If a picture is worth a thousand words, An-My Lê’s photographs speak volumes about the complexity of American history and conflict. An-My Lê: On Contested Terrain, now on view through Aug. 8 at the Amon Carter Museum of American Art in Fort Worth, reveals her nuanced perspective of military life and the legacy of war.
Born in Saigon in 1960, Lê remembers the sights and sounds of the Vietnam War before the U.S. military evacuated her and her family in 1975.
Featuring more than 70 photographs, this nationally touring exhibition is a retrospective of this Vietnamese-American photographer's career. Divided into five series, Lê investigates the history of conflict from the 1990s through the present day.

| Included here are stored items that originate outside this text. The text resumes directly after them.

impl Scheduler {
    /// Builds a scheduler over already opened sources.
    #[must_use]
    pub fn new(
        sources: Vec<StreamSource>,
        processor: FrameProcessor,
        db: Arc<dyn Database>,
        config: SchedulerConfig,
    ) -> Self {
        Self {
            sources,
            processor: Arc::new(processor),
            db,
            config,
        }
    }

    /// Identifiers of the cameras in the rotation, in visiting order.
    #[must_use]
    pub fn active_cameras(&self) -> Vec<&str> {
        self.sources.iter().map(|s| s.camera().id.as_str()).collect()
    }

    /// Runs until `shutdown` carries `true` (or its sender is dropped).
    ///
    /// The signal is observed at pass boundaries and during the sleeps
    /// between passes, never in the middle of a tick. On the way out every
    /// stream source is closed and the writer drains the queue before this
    /// returns.
    ///
    /// # Errors
    ///
    /// Returns [`SchedulerError::Writer`] if the persistence writer task
    /// failed.
    pub async fn run(
        self,
        mut shutdown: watch::Receiver<bool>,
    ) -> Result<RunSummary, SchedulerError> {
        let Self {
            mut sources,
            processor,
            db,
            config,
        } = self;

        let (tx, rx) = mpsc::channel(config.queue_capacity.max(1));
        let writer = tokio::spawn(write_records(db, rx));
        let mut summary = RunSummary::default();

        log::info!(
            "Scheduler started with {} camera(s), {} worker(s)",
            sources.len(),
            config.workers
        );

        loop {
            if *shutdown.borrow() {
                break;
            }

            let wait = if sources.is_empty() {
                summary.idle_cycles += 1;
                log::warn!(
                    "No active cameras; idling for {}s",
                    config.idle_interval.as_secs_f64()
                );
                config.idle_interval
            } else {
                let (returned, report) =
                    run_pass(sources, &processor, config.workers, &tx).await;
                sources = returned;
                summary.passes += 1;
                summary.records_queued += u64::try_from(report.queued).unwrap_or(u64::MAX);
                log::debug!("Pass {} complete: {report:?}", summary.passes);
                config.pass_interval
            };

            if wait_or_shutdown(&mut shutdown, wait).await {
                break;
            }
        }

        log::info!("Scheduler shutting down; closing {} source(s)", sources.len());
        for source in &mut sources {
            source.close();
        }
        drop(sources);
        drop(tx);

        let stats = writer
            .await
            .map_err(|e| SchedulerError::Writer(e.to_string()))?;
        summary.records_written = stats.written;
        summary.records_failed = stats.failed;

        log::info!(
            "Scheduler stopped after {} pass(es): {} written, {} failed",
            summary.passes,
            summary.records_written,
            summary.records_failed
        );

        Ok(summary)
    }
}

struct TickOutcome {
    source: StreamSource,
    record: Option<NewAggregate>,
}

/// Reads and classifies one frame. Runs on the blocking pool.
fn tick(mut source: StreamSource, processor: &FrameProcessor) -> TickOutcome {
    let Some(frame) = source.read_frame() else {
        return TickOutcome {
            source,
            record: None,
        };
    };

    let result = processor.process(Some(&frame));
    let flow_rate = processor.estimate_flow(None, Some(&frame));
    let camera = source.camera();

    log::debug!(
        "Camera {} ({}): {} person(s), {}",
        camera.id,
        camera.district_id,
        result.count,
        result.density_state
    );

    let record = NewAggregate::new(&camera.district_id, &camera.id, result.count)
        .at(chrono::Utc::now())
        .with_flow_rate(flow_rate);

    TickOutcome {
        source,
        record: Some(record),
    }
}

Lê uses a large-format camera, photographing sweeping landscapes in the tradition of nineteenth-century photographers like Timothy O’Sullivan and Matthew Brady.
“Throughout you’ll see that she really has an interest in people, but not close-up people, people as they operate within the land around them,” Kristen Gaylord, the museum’s Assistant Curator of Photographs, said.
The first series, Viêt Nam, features black and white photographs Lê created during her first trip back to Vietnam 20 years after her family's evacuation. Before this trip, Lê knew her homeland only through the lens of war movies and cultural stereotypes.
“This is her working through all of those various images to find a Vietnam that feels familiar,” Gaylord said.
Lê often asked subjects to pose or recreate some specific activity. The photographs show the evolution of Vietnam from a theater of war to a modern nation scarred by its complicated history. A photo of a soccer game appears more spontaneous, but Lê uses the architecture to frame the motion of the game.
“It’s very classical, but it’s a street scene of a boys’ soccer game,” Gaylord said.
Lê never felt more American than when she was photographing Vietnam. While continuing to research the war and the country, she discovered Vietnam War reenactments in North Carolina and Virginia. These reenactments inspired Small Wars, the second series in the exhibition.
The reenactors allowed Lê to photograph their activities if she agreed to participate. She often played a North Vietnamese soldier or a Viet Cong rebel.
“The men were really excited about her because she is Vietnamese. She is another authentic thing to add to their reenactment,” Gaylord said.
Although the situations and equipment are accurate, the environment reveals the true location of the reenactments.
“If you know your gear, you might think it’s a historic image but then the land isn’t quite right,” Gaylord said.
While working with reenactors, Lê did not meet combat veterans. A few participants were non-combat veterans while some were related to those who served. Like Lê, they wanted to understand the mythology and legacy of the Vietnam War.
“They were all out there grappling with the legacy of the Vietnam War in their own ways,” Gaylord said.
When Lê was unsuccessful in getting credentials to embed with the military on the front lines of Iraq War, she photographed military exercises at 29 Palms, a Marine base in California. The third series, 29 Palms, represents a shift in Lê’s creative focus.
“Whereas this series [Small Wars] is about the legacy of war, this series [29 Palms] is about the preparation of war,” Gaylord said.
Photographing the training exercises in the California desert, Lê highlights the enveloping landscape.
“We think of the US military as so overwhelming, but when compared to the vastness of the land, they can really shrink,” Gaylord said.
She photographed the tense moments of training as well as the tedious work.
“It’s not the action-packed glamorous side of the military. It’s between. It’s boredom. It’s the difficulty of training exercises,” Gaylord said.
Lê captures men waiting for whatever comes next in the blistering sun, reminding Gaylord of an Impressionist painting.
“This dappled light coming through the tent playing across these men’s bodies at leisure makes me think of Renoir paintings at the Kimbell,” Gaylord said.
For the fourth series, Events Ashore, Lê transitions to color to photograph the crews of U.S. vessels around the world. Photographed over nine years, she documents diplomatic, humanitarian and political activities, showing the global reach of the American military.
“She really never photographs actual combat. It’s the reenactment of it, the preparation for it. This is everything the military does that is not combat,” Gaylord said.
From a striking portrait of the hospital ship, Mercy, to a photograph of men washing the side of a ship, Lê captures exquisite images of the impressive and the mundane.
Lê continues to work on Silent General, the fifth series of the exhibition.
“This series, which is ongoing, spirals outward and becomes much more open and poetic as she starts to look beyond that and at other representations of division in this country, protests about other topics, the 2016 election, and now COVID-related images,” Gaylord said.
The series began in 2015 with Lê photographing on the set of Free State of Jones, a Civil War drama starring Matthew McConaughey. Focusing on the legacy of the Civil War, Lê photographs removed Civil War monuments, current protest movements, border areas, and field laborers.
Lê created these photographs in Louisiana, California, Texas, and New York, all contested terrain. Each photograph shows how this nation’s current socio-political conflicts are rooted in its history. Lê’s photographs are an invitation for a contemporary discussion.
“It’s very open-ended,” Gaylord said.